Dataset entries

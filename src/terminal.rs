//! Terminal operations that drive a sequence to completion.

/// Pull every item from `items` and discard it.
///
/// Used to trigger side effects embedded in upstream lazy stages. Items are
/// dropped one at a time; nothing is buffered.
///
/// # Example
/// ```
/// let mut seen = Vec::new();
/// ironseq::exhaust((0..3).inspect(|x| seen.push(*x)));
/// assert_eq!(seen, vec![0, 1, 2]);
/// ```
pub fn exhaust<I: IntoIterator>(items: I) {
    items.into_iter().for_each(drop);
}

/// [`exhaust`], returning how many items were discarded.
pub fn exhaust_count<I: IntoIterator>(items: I) -> usize {
    items.into_iter().fold(0, |n, _| n + 1)
}
#![cfg(feature = "patterns")]

use anyhow::Result;
use ironseq::patterns::PatternMap;

#[test]
fn lookup_returns_every_match_in_insertion_order() -> Result<()> {
    let mut map = PatternMap::new();
    map.insert(r"err", 1)?;
    map.insert(r"e", 2)?;
    map.insert(r"warn", 3)?;
    assert_eq!(map.get("error: disk full"), vec![&1, &2]);
    assert_eq!(map.get("warning"), vec![&3]);
    assert!(map.get("info").is_empty());
    assert_eq!(map.len(), 3);
    Ok(())
}

#[test]
fn matching_is_anchored_at_the_start() -> Result<()> {
    let mut map = PatternMap::new();
    map.insert(r"\d+", "number")?;
    assert_eq!(map.get("42 apples"), vec![&"number"]);
    assert!(map.get("apples 42").is_empty());
    assert!(map.contains("7"));
    assert!(!map.contains("x7"));
    Ok(())
}

#[test]
fn alternation_is_anchored_as_a_whole() -> Result<()> {
    let mut map = PatternMap::new();
    map.insert("a|b", ())?;
    assert!(map.contains("b-side"));
    assert!(!map.contains("xb"));
    Ok(())
}

#[test]
fn invalid_pattern_is_rejected() {
    let mut map: PatternMap<u8> = PatternMap::new();
    let err = map.insert("(unclosed", 0).unwrap_err();
    assert!(err.is_invalid_argument());
    assert!(map.is_empty());
}

#[test]
fn memo_is_cleared_on_mutation() -> Result<()> {
    let mut map = PatternMap::new();
    map.insert("a", 'a')?;
    assert_eq!(map.get("abc"), vec![&'a']);
    assert_eq!(map.memoized(), 1);

    map.insert("ab", 'b')?;
    assert_eq!(map.memoized(), 0);
    assert_eq!(map.get("abc"), vec![&'a', &'b']);

    assert_eq!(map.remove("a"), Some('a'));
    assert_eq!(map.get("abc"), vec![&'b']);
    Ok(())
}

#[test]
fn reinserting_a_pattern_replaces_its_value() -> Result<()> {
    let mut map = PatternMap::new();
    assert_eq!(map.insert("x", 1)?, None);
    assert_eq!(map.insert("x", 2)?, Some(1));
    assert_eq!(map.len(), 1);
    assert_eq!(map.get("x"), vec![&2]);
    Ok(())
}

#[test]
fn pop_matching_removes_matches_only() -> Result<()> {
    let mut map = PatternMap::new();
    map.insert("GET ", "read")?;
    map.insert("POST ", "write")?;
    map.insert("[A-Z]+ ", "any")?;
    assert_eq!(map.pop_matching("GET /index"), vec!["read", "any"]);
    assert_eq!(map.patterns().collect::<Vec<_>>(), vec!["POST "]);
    assert_eq!(map.pop_last(), Some(("POST ".to_string(), "write")));
    assert!(map.is_empty());
    Ok(())
}

#[test]
fn iteration_views() -> Result<()> {
    let mut map = PatternMap::new();
    map.insert("a.*", 10)?;
    map.insert("b.*", 20)?;
    assert_eq!(map.values().sum::<i32>(), 30);
    assert_eq!(map.iter().collect::<Vec<_>>(), vec![("a.*", &10), ("b.*", &20)]);
    Ok(())
}
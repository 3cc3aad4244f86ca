//! Composition primitives: combine several functions or sequences into one
//! output sequence.
//!
//! - [`multimap`] / [`try_multimap`]: per-item function chain.
//! - [`round_robin`]: interleave inputs one item at a time.
//! - [`inner_join`] / [`try_inner_join`]: hash join against a materialized right side.

pub mod join;
pub mod multimap;
pub mod round_robin;

pub use join::{inner_join, try_inner_join, InnerJoin, TryInnerJoin};
pub use multimap::{multimap, try_multimap, MultiMap, TryMultiMap};
pub use round_robin::{round_robin, RoundRobin};
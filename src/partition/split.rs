//! Predicate-driven partitioning into two lazy outputs.
//!
//! [`split`] returns a `(matched, unmatched)` pair. Each item pulled from the
//! source is classified exactly once and handed to the side it belongs to; if
//! that side is not the one currently pulling, the item waits in the side's
//! queue. The two outputs may be driven independently and out of lockstep.
//!
//! Items destined for an output that has already been dropped are discarded
//! instead of queued, so abandoning one side does not make the other leak.

use std::cell::RefCell;
use std::collections::VecDeque;
use std::fmt;
use std::iter::{Fuse, FusedIterator};
use std::rc::Rc;

const MATCHED: usize = 0;
const UNMATCHED: usize = 1;

struct SplitState<I: Iterator, P> {
    source: Fuse<I>,
    predicate: P,
    queues: [VecDeque<I::Item>; 2],
    live: [bool; 2],
}

impl<I, P> SplitState<I, P>
where
    I: Iterator,
    P: FnMut(&I::Item) -> bool,
{
    fn next_for(&mut self, side: usize) -> Option<I::Item> {
        if let Some(item) = self.queues[side].pop_front() {
            return Some(item);
        }
        loop {
            let item = self.source.next()?;
            let target = if (self.predicate)(&item) {
                MATCHED
            } else {
                UNMATCHED
            };
            if target == side {
                return Some(item);
            }
            if self.live[target] {
                self.queues[target].push_back(item);
            }
        }
    }
}

impl<I: Iterator, P> SplitState<I, P> {
    fn retire(&mut self, side: usize) {
        self.live[side] = false;
        self.queues[side].clear();
    }
}

/// One side of a [`split`].
#[must_use = "iterators are lazy and do nothing unless consumed"]
pub struct SplitSide<I: Iterator, P> {
    shared: Rc<RefCell<SplitState<I, P>>>,
    side: usize,
}

/// Partition `items` by `predicate` into `(matched, unmatched)`.
///
/// Every item appears in exactly one output and each output preserves the
/// relative order of the source. The predicate runs once per item.
///
/// # Example
/// ```
/// let (even, odd) = ironseq::split(|x: &u32| x % 2 == 0, 0..6);
/// assert_eq!(odd.collect::<Vec<_>>(), vec![1, 3, 5]);
/// assert_eq!(even.collect::<Vec<_>>(), vec![0, 2, 4]);
/// ```
pub fn split<I, P>(predicate: P, items: I) -> (SplitSide<I::IntoIter, P>, SplitSide<I::IntoIter, P>)
where
    I: IntoIterator,
    P: FnMut(&I::Item) -> bool,
{
    let shared = Rc::new(RefCell::new(SplitState {
        source: items.into_iter().fuse(),
        predicate,
        queues: [VecDeque::new(), VecDeque::new()],
        live: [true, true],
    }));
    (
        SplitSide {
            shared: Rc::clone(&shared),
            side: MATCHED,
        },
        SplitSide {
            shared,
            side: UNMATCHED,
        },
    )
}

impl<I: Iterator, P> SplitSide<I, P> {
    /// `true` for the side receiving items the predicate accepted.
    #[must_use]
    pub const fn is_matched(&self) -> bool {
        self.side == MATCHED
    }

    /// Items already classified for this side and waiting to be pulled.
    #[must_use]
    pub fn pending(&self) -> usize {
        self.shared.borrow().queues[self.side].len()
    }
}

impl<I, P> Iterator for SplitSide<I, P>
where
    I: Iterator,
    P: FnMut(&I::Item) -> bool,
{
    type Item = I::Item;

    fn next(&mut self) -> Option<I::Item> {
        self.shared.borrow_mut().next_for(self.side)
    }
}

impl<I, P> FusedIterator for SplitSide<I, P>
where
    I: Iterator,
    P: FnMut(&I::Item) -> bool,
{
}

impl<I: Iterator, P> Drop for SplitSide<I, P> {
    fn drop(&mut self) {
        if let Ok(mut shared) = self.shared.try_borrow_mut() {
            shared.retire(self.side);
        }
    }
}

impl<I: Iterator, P> fmt::Debug for SplitSide<I, P> {
    fn fmt(&self, f: &mut fmt::Formatter<'_>) -> fmt::Result {
        f.debug_struct("SplitSide")
            .field("matched", &self.is_matched())
            .field("pending", &self.pending())
            .finish_non_exhaustive()
    }
}
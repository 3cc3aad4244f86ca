//! Rate limiting by a fixed blocking delay per item.

use crate::error::{ensure_arg, Error, Result};
use std::iter::FusedIterator;
use std::thread;
use std::time::Duration;

/// Lazy adapter returned by [`throttle`].
#[derive(Clone, Debug)]
#[must_use = "iterators are lazy and do nothing unless consumed"]
pub struct Throttle<I> {
    iter: I,
    interval: Duration,
}

/// Pass `items` through unchanged, sleeping `1 / max_rate` seconds before each
/// item is emitted.
///
/// The sleep blocks the calling thread and is not cancellable mid-wait. It
/// happens only once an item is actually available, so the end of the stream
/// is reported without delay.
///
/// # Errors
/// Returns [`Error::InvalidArgument`](crate::Error::InvalidArgument) if
/// `max_rate` is not strictly positive, or so small that the interval overflows.
pub fn throttle<I: IntoIterator>(items: I, max_rate: f64) -> Result<Throttle<I::IntoIter>> {
    ensure_arg(max_rate > 0.0, "max_rate", || {
        format!("throttle rate must be positive, got {max_rate}")
    })?;
    let interval = Duration::try_from_secs_f64(1.0 / max_rate).map_err(|e| {
        Error::invalid_argument("max_rate", format!("rate {max_rate} gives no usable interval: {e}"))
    })?;
    Ok(Throttle {
        iter: items.into_iter(),
        interval,
    })
}

impl<I> Throttle<I> {
    /// Delay applied before each item.
    #[must_use]
    pub const fn interval(&self) -> Duration {
        self.interval
    }
}

impl<I: Iterator> Iterator for Throttle<I> {
    type Item = I::Item;

    fn next(&mut self) -> Option<I::Item> {
        let item = self.iter.next()?;
        thread::sleep(self.interval);
        Some(item)
    }

    fn size_hint(&self) -> (usize, Option<usize>) {
        self.iter.size_hint()
    }
}

impl<I: FusedIterator> FusedIterator for Throttle<I> {}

PROBLEM TO SOLVE: Which lines hold the word "ironseq"? Return all of them from the records above.

RESPONSE TO THE TASK:
/// ironseq::exhaust((0..3).inspect(|x| seen.push(*x)));
use ironseq::patterns::PatternMap;
/// let (even, odd) = ironseq::split(|x: &u32| x % 2 == 0, 0..6);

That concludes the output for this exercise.